- [DIRECTIONS]: Write out the listing below exactly, beginning at its first line and ending with the line that contains "and the surviving".
=== Begin Enclosure ===
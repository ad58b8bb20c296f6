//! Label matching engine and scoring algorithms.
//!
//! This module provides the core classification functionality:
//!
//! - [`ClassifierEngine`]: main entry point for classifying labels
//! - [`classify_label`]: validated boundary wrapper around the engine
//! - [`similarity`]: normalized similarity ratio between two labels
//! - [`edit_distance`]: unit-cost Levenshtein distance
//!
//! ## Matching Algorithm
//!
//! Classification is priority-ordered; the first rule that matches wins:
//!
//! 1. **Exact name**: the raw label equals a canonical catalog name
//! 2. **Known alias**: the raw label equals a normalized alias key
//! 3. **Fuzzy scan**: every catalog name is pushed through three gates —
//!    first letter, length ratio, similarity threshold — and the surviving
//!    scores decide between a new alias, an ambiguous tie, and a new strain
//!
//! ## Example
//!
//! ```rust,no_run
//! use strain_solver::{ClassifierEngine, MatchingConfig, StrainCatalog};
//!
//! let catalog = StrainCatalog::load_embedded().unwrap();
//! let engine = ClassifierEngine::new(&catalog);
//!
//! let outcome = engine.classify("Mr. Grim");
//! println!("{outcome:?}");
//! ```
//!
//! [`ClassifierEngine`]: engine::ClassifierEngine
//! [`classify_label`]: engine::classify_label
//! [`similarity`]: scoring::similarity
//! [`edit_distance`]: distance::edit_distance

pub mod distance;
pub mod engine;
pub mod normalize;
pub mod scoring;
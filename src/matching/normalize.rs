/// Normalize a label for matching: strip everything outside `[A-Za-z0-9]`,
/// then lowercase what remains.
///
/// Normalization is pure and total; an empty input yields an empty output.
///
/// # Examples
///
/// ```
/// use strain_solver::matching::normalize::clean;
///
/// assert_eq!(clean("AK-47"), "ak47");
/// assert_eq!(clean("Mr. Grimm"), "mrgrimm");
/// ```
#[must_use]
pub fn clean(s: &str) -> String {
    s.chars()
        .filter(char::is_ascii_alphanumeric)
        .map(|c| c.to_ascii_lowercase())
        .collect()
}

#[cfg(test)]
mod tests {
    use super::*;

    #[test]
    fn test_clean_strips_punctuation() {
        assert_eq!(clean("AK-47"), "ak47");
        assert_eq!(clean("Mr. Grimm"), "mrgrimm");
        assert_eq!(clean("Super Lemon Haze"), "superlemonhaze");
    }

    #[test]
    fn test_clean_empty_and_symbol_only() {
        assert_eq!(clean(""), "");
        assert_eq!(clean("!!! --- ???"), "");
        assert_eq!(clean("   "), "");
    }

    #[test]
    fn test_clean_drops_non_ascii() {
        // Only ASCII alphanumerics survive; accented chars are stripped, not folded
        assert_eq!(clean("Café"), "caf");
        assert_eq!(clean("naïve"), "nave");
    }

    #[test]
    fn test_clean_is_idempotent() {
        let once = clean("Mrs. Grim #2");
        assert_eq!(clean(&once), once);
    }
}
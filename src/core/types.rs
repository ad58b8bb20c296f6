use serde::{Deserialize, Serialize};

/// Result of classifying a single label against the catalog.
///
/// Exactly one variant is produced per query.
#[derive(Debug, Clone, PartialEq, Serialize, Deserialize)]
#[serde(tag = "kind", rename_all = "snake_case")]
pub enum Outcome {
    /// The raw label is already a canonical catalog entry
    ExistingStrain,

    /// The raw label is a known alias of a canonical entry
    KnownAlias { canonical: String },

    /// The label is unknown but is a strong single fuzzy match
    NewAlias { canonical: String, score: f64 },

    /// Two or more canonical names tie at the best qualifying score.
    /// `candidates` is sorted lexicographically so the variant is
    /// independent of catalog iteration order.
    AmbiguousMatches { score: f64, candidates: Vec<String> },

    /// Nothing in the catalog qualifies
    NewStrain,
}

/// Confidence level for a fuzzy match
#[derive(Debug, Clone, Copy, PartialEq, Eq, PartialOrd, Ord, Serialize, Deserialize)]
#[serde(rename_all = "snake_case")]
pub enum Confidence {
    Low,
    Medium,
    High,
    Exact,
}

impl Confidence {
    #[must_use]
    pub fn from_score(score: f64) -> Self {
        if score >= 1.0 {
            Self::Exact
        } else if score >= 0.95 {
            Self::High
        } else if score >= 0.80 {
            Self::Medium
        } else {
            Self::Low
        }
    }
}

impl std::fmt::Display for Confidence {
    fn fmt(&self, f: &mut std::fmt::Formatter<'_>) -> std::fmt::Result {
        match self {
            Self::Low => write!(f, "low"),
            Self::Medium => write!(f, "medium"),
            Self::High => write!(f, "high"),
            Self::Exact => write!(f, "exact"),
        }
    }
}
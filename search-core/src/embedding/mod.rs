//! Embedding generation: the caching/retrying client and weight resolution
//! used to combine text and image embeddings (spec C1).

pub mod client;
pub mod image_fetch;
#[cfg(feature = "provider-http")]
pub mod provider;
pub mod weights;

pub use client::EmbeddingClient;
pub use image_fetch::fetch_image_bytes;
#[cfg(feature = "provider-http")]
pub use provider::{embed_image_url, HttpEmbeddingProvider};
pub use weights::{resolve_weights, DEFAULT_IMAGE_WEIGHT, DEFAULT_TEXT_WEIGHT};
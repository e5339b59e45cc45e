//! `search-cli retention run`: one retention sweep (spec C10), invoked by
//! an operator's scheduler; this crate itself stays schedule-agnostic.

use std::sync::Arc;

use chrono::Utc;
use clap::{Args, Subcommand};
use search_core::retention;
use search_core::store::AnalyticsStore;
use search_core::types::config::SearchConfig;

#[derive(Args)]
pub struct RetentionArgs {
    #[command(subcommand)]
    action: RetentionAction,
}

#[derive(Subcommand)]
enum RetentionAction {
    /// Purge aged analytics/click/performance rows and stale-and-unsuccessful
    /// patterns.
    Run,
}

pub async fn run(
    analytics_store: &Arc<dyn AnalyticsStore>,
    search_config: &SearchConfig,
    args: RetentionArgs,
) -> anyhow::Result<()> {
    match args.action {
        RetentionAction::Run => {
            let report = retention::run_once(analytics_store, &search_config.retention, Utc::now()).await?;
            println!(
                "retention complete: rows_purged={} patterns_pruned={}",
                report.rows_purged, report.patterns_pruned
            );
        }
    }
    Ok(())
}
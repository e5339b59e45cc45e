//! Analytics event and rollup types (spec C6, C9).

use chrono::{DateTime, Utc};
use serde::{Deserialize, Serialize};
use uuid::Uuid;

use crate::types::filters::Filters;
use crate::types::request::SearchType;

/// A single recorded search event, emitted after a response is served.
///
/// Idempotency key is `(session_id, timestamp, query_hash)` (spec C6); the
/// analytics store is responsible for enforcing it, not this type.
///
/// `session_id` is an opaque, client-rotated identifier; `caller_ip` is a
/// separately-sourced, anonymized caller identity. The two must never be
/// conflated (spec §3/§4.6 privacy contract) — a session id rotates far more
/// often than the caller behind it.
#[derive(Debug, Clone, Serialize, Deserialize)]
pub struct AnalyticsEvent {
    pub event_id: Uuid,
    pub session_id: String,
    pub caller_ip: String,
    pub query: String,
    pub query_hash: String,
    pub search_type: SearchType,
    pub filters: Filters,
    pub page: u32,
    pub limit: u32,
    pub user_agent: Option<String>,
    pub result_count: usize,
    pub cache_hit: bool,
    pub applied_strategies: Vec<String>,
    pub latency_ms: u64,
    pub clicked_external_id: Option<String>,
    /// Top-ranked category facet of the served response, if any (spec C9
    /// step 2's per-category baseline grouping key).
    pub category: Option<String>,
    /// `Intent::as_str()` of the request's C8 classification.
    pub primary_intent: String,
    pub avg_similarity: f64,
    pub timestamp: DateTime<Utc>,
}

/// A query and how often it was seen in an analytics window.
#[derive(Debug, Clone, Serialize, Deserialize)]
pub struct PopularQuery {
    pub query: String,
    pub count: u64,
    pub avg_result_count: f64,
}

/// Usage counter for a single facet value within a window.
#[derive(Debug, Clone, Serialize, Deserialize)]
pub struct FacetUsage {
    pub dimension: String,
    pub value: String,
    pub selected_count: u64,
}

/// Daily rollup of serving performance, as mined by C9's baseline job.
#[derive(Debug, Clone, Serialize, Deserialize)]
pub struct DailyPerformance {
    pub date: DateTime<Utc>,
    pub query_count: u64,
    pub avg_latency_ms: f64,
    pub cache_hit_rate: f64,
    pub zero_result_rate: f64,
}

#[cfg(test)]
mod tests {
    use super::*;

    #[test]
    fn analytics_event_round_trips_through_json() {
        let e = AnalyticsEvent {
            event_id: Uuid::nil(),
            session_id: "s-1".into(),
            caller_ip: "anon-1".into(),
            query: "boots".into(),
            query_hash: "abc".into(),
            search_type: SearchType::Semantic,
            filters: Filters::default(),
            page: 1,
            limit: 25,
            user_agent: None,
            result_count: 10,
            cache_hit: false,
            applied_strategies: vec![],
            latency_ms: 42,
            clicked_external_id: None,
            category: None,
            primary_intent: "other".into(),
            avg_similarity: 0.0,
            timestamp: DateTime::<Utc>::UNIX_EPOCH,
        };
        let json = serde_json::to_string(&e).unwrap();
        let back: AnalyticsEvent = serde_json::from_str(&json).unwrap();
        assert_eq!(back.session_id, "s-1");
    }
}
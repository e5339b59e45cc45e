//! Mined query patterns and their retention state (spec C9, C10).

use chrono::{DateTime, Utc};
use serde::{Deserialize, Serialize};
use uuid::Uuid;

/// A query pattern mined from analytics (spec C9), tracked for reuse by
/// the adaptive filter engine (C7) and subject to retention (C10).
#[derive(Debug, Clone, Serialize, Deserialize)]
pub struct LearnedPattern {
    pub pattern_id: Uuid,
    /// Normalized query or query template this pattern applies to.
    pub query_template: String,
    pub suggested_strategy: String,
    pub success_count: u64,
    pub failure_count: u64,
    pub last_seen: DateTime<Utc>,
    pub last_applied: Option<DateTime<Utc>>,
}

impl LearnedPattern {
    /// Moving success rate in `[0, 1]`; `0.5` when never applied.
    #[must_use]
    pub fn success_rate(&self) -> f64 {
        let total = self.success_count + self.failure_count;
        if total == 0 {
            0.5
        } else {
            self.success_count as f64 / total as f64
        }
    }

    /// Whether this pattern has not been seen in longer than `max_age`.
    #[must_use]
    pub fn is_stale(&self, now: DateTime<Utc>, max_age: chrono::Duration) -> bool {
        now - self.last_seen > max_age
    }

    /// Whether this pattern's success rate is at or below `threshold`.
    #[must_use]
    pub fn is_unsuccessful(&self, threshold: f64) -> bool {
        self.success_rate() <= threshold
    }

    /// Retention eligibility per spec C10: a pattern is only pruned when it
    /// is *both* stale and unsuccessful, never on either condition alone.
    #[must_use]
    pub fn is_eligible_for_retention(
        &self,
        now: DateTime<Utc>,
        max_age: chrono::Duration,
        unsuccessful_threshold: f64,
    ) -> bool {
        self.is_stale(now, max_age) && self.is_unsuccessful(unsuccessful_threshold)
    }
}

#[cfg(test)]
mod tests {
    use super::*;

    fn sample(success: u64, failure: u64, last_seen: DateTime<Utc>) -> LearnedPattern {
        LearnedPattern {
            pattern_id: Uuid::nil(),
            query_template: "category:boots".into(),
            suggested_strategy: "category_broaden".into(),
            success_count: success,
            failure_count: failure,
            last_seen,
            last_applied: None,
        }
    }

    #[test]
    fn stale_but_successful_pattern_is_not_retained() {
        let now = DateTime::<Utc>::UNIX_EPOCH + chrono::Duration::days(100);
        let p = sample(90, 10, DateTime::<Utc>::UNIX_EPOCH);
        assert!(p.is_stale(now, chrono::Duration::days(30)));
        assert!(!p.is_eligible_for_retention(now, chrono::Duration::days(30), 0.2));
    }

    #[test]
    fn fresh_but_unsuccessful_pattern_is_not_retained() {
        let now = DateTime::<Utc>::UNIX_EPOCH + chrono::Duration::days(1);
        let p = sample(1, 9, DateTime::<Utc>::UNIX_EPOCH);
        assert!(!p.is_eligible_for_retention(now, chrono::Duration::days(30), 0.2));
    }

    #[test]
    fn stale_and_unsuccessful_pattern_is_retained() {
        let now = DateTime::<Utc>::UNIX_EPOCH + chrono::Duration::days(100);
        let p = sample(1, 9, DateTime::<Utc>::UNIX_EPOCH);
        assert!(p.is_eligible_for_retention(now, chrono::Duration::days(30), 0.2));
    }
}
=== End Enclosure ===
- [WRITTEN SOLUTION]:
repository ad58b8bb20c296f6
//! Label matching engine and scoring algorithms.
//!
//! This module provides the core classification functionality:
//!
//! - [`ClassifierEngine`]: main entry point for classifying labels
//! - [`classify_label`]: validated boundary wrapper around the engine
//! - [`similarity`]: normalized similarity ratio between two labels
//! - [`edit_distance`]: unit-cost Levenshtein distance
//!
//! ## Matching Algorithm
//!
//! Classification is priority-ordered; the first rule that matches wins:
//!
//! 1. **Exact name**: the raw label equals a canonical catalog name
//! 2. **Known alias**: the raw label equals a normalized alias key
//! 3. **Fuzzy scan**: every catalog name is pushed through three gates —
//!    first letter, length ratio, similarity threshold — and the surviving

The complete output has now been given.